Start of RECORDS PROVIDED

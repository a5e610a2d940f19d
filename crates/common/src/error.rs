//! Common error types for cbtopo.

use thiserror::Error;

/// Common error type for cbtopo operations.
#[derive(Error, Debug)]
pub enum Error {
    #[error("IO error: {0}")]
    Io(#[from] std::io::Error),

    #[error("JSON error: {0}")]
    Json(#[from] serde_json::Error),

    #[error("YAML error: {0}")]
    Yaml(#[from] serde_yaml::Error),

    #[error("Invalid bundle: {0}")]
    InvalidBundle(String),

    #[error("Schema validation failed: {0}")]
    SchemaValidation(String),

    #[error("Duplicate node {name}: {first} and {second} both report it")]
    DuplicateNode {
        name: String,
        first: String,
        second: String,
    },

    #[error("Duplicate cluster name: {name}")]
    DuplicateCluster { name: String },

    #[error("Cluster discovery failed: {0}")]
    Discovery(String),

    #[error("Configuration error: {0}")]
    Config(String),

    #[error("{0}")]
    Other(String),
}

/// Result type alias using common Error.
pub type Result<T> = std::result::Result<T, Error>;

End of RECORDS PROVIDED
Start of RECORDS PROVIDED

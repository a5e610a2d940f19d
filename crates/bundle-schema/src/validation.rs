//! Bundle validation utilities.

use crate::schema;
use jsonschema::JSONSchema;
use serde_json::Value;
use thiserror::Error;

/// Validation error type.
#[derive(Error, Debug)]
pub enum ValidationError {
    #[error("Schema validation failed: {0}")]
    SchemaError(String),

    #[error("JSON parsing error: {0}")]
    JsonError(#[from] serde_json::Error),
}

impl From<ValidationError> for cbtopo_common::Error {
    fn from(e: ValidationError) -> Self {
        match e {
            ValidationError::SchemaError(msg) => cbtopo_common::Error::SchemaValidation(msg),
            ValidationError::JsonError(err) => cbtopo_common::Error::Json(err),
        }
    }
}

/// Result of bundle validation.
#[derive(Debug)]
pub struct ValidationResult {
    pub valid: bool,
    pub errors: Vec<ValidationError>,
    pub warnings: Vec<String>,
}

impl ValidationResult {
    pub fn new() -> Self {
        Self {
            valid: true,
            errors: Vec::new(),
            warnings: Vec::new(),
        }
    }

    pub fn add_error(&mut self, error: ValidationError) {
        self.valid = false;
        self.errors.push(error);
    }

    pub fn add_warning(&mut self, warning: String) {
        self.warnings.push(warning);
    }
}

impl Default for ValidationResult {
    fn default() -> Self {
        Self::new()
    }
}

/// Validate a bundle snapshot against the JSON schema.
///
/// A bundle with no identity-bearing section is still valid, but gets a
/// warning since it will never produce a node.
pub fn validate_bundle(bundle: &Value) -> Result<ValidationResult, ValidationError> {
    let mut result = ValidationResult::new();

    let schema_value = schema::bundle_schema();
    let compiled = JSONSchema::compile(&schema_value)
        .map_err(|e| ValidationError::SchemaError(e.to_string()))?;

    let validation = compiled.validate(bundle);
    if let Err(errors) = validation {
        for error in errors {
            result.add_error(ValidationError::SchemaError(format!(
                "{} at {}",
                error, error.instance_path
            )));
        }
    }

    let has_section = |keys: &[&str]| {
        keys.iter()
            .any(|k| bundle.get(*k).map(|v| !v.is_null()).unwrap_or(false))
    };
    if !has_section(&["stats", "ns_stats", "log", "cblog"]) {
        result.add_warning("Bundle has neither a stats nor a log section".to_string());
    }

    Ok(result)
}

End of RECORDS PROVIDED

WHAT YOU HAVE TO DO | For this exercise, gather every line of the data that contains the word "ValidationResult".

ANSWER TO THIS PROBLEM |
pub struct ValidationResult {
impl ValidationResult {
impl Default for ValidationResult {
pub fn validate_bundle(bundle: &Value) -> Result<ValidationResult, ValidationError> {
    let mut result = ValidationResult::new();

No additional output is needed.